だがフレアはそのインタビュアーの横面を思い切り叩いた。
「愚かね! 戦う前から負けることを考えるお馬鹿さんがいらっしゃるのかしら?」
叩かれたインタビュアーは呆然としていた。フレアがまだ学園にいた頃を思い出して嫌な気分になる。
彼女はどうしてあんなひどいことが出来るのだろう。
魔法ビジョンから目を外し、今日の試合の看板を見る。
殿下は上半身裸ですっきりとした黒のロングタイツを着ている。
なんでも古代から王家に伝わるこの戦いの為の衣装らしい。
このようのな露出をされる方では無かったが筋肉美が眩しい。
かたやフレアの衣装は酷く、思わず眉を顰めてしまう。
赤と黒の下品なフリルつきのドレス。ドレスと言って良いものか、袖は肩の下辺りまでしかなく、胸元も開いている、丈は短く太ももが露出してしまっている。
この世界の常識ではありえない姿で破廉恥としか言いようがない。
メイクも酷い、過剰なまでのアイラインはただでさえキツイ印象の目つきをさらに吊り上がって見えるようにしている。口紅は血のように赤い。
自らを鮮血の魔女という呼称するにふさわしい悍ましい姿だ。
学園にいた頃の凛とした気品に溢れた姿を思い出す、ひと月程度しか経っていないとは信じられない。

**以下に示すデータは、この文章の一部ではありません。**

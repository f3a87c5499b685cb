use bytes::{Buf, BufMut};

use crate::constants::{AUTH_VECTOR_SIZE, HEADER_SIZE};
use crate::types::{CodeSet, PacketCode, ProtocolError};

/// The fixed 20-octet RADIUS header: code, id, big-endian length and the
/// request authenticator.
#[derive(Debug, Clone, PartialEq, Eq)]
pub struct PacketHeader {
    pub code: PacketCode,
    pub id: u8,
    pub length: u16,
    pub authenticator: [u8; AUTH_VECTOR_SIZE],
}

impl PacketHeader {
    pub fn new(code: PacketCode, id: u8) -> Self {
        Self {
            code,
            id,
            length: HEADER_SIZE as u16,
            authenticator: [0; AUTH_VECTOR_SIZE],
        }
    }

    pub fn read(buf: &mut impl Buf) -> Result<Self, ProtocolError> {
        if buf.remaining() < HEADER_SIZE {
            return Err(ProtocolError::TooShort(buf.remaining()));
        }

        let code = PacketCode::try_from(buf.get_u8())?;
        let id = buf.get_u8();
        let length = buf.get_u16();

        let mut authenticator = [0; AUTH_VECTOR_SIZE];
        buf.copy_to_slice(&mut authenticator);

        Ok(Self {
            code,
            id,
            length,
            authenticator,
        })
    }

    pub fn write(&self, buf: &mut impl BufMut) {
        buf.put_u8(self.code as u8);
        buf.put_u8(self.id);
        buf.put_u16(self.length);
        buf.put_slice(&self.authenticator);
    }
}

/// Validate a raw datagram far enough to admit it into the tracking path.
///
/// Checks length sanity and the allowed-code set. Attribute level validation
/// and authenticator verification belong to the leaf codec.
pub fn validate_datagram(packet: &[u8], allowed: &CodeSet) -> Result<PacketHeader, ProtocolError> {
    if packet.len() < HEADER_SIZE {
        return Err(ProtocolError::TooShort(packet.len()));
    }

    let header = PacketHeader::read(&mut &packet[..])?;

    let length = header.length as usize;
    if length < HEADER_SIZE || length > packet.len() {
        return Err(ProtocolError::BadLength {
            length,
            actual: packet.len(),
        });
    }

    if !allowed.contains(header.code) {
        return Err(ProtocolError::DisallowedCode(header.code));
    }

    Ok(header)
}

/// The header octets used for duplicate and conflict detection.
///
/// Two packets with the same (code, id, address) are considered identical
/// when these 20 octets match; the attribute body is not compared.
pub fn request_signature(packet: &[u8]) -> [u8; HEADER_SIZE] {
    let mut signature = [0; HEADER_SIZE];
    signature.copy_from_slice(&packet[..HEADER_SIZE]);
    signature
}

/// Authenticator verification hook for the leaf codec.
///
/// The core only needs a yes/no answer per packet; concrete HMAC checks are
/// provided by the codec implementation behind this trait.
pub trait PacketVerifier: Send + Sync {
    fn verify(&self, packet: &[u8], secret: &[u8]) -> bool;
}

/// Accepts every packet. Used when the deployment delegates verification to
/// the method modules.
#[derive(Debug, Default)]
pub struct NullVerifier;

impl PacketVerifier for NullVerifier {
    fn verify(&self, _packet: &[u8], _secret: &[u8]) -> bool {
        true
    }
}

#[cfg(test)]
mod tests {
    use super::*;

    fn packet(code: u8, id: u8, len: u16) -> Vec<u8> {
        let mut buf = vec![code, id];
        buf.extend_from_slice(&len.to_be_bytes());
        buf.extend_from_slice(&[0xab; AUTH_VECTOR_SIZE]);
        buf.resize(len as usize, 0);
        buf
    }

    #[test]
    fn header_round_trip() {
        let mut buf = Vec::new();
        let mut header = PacketHeader::new(PacketCode::AccessRequest, 0x2a);
        header.length = 38;
        header.authenticator = [7; AUTH_VECTOR_SIZE];
        header.write(&mut buf);

        let parsed = PacketHeader::read(&mut &buf[..]).unwrap();
        assert_eq!(parsed, header);
    }

    #[test]
    fn rejects_short_packet() {
        let allowed = CodeSet::new([PacketCode::AccessRequest]);
        let err = validate_datagram(&[1, 0, 0], &allowed).unwrap_err();
        assert!(matches!(err, ProtocolError::TooShort(3)));
    }

    #[test]
    fn rejects_bad_length_field() {
        let allowed = CodeSet::new([PacketCode::AccessRequest]);
        let mut raw = packet(1, 7, 20);
        raw[2..4].copy_from_slice(&100u16.to_be_bytes());
        let err = validate_datagram(&raw, &allowed).unwrap_err();
        assert!(matches!(err, ProtocolError::BadLength { .. }));
    }

    #[test]
    fn rejects_disallowed_code() {
        let allowed = CodeSet::new([PacketCode::AccessRequest]);
        let raw = packet(4, 7, 20);
        let err = validate_datagram(&raw, &allowed).unwrap_err();
        assert!(matches!(err, ProtocolError::DisallowedCode(_)));
    }

    #[test]
    fn signature_is_header_only() {
        let mut a = packet(1, 7, 24);
        let mut b = packet(1, 7, 24);
        a[21] = 1;
        b[21] = 2;
        assert_eq!(request_signature(&a), request_signature(&b));
    }
}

入場が始まり、カリーナが案内された席はリング真横の関係者席だった。
(やはり殿下が招待してくれたのでは…)
VIP席に座りながらその席にふさわしくない貧相な椅子に気づいた。
(妙な椅子ね、これ折りたためるのかしら? それに軽そう)
ただ椅子に下に空間があり、買い込んだものを置けるのは有難かった。
「おっ、カリーナじゃないかお前も招待されていたのか?」
そういって声をかけてきたのは後から入場してきたであろうマリガンだった。
「ごきげんようマリガン様」、
気さくな人柄ではあるが、カリーナと違いマリガンは貴族だ。礼儀にのっとり挨拶をした。
思いがけずVIP席に座ることになり緊張をしていたが幸いに隣の席は見知った顔で安堵する。
「マリガン様は殿下に招待されて見えたのですか?」
もしかしたら手紙の差出人の相手が分かるかもしれないとカリーナは尋ねた。
「いや、それがな差出人不明の手紙が俺の家に届いてな…」
「わ、私もです!」
(殿下…じゃないのかな)
「チャールズのやつかもな、あいつ真面目なくせにたまに変な茶目っ気を出すからな」
少し沈んだ表情を見せたカリーナに気づいたのかマリガンはフォローを入れる。
カリーナの表情にサッと光が差すのを複雑な気持ちでマリガンは眺めていた。
会場の客席が埋まってきた。場内に設置された魔法ビジョンでは街中に設置された魔法ビジョンに黒山の人だかりが出来ていると報道されている。
試合と言っても多くの観衆が求めているのは、王族に不敬を働いた自称魔女の断罪だ。
カリーナの知る学園でのフレアは、意地悪ではあったが普通の女子だった。
きっと軍で鍛えている殿下とは勝負にならないだろう、フレアは墓穴を掘ったのだ。
公開処刑のようなものでカリーナも悪趣味とは思う。
それでもチャールズを応援したいという気持ちが勝っていた。
試合会場を流れている音楽が止まった。
「会場の皆様、大変お待たせしました。只今より選手入場を行います!」
流れたアナウンスに会場のボルテージが一気に上がる。
カリーナは、ハッとした表情をすると椅子の下を探り始めた。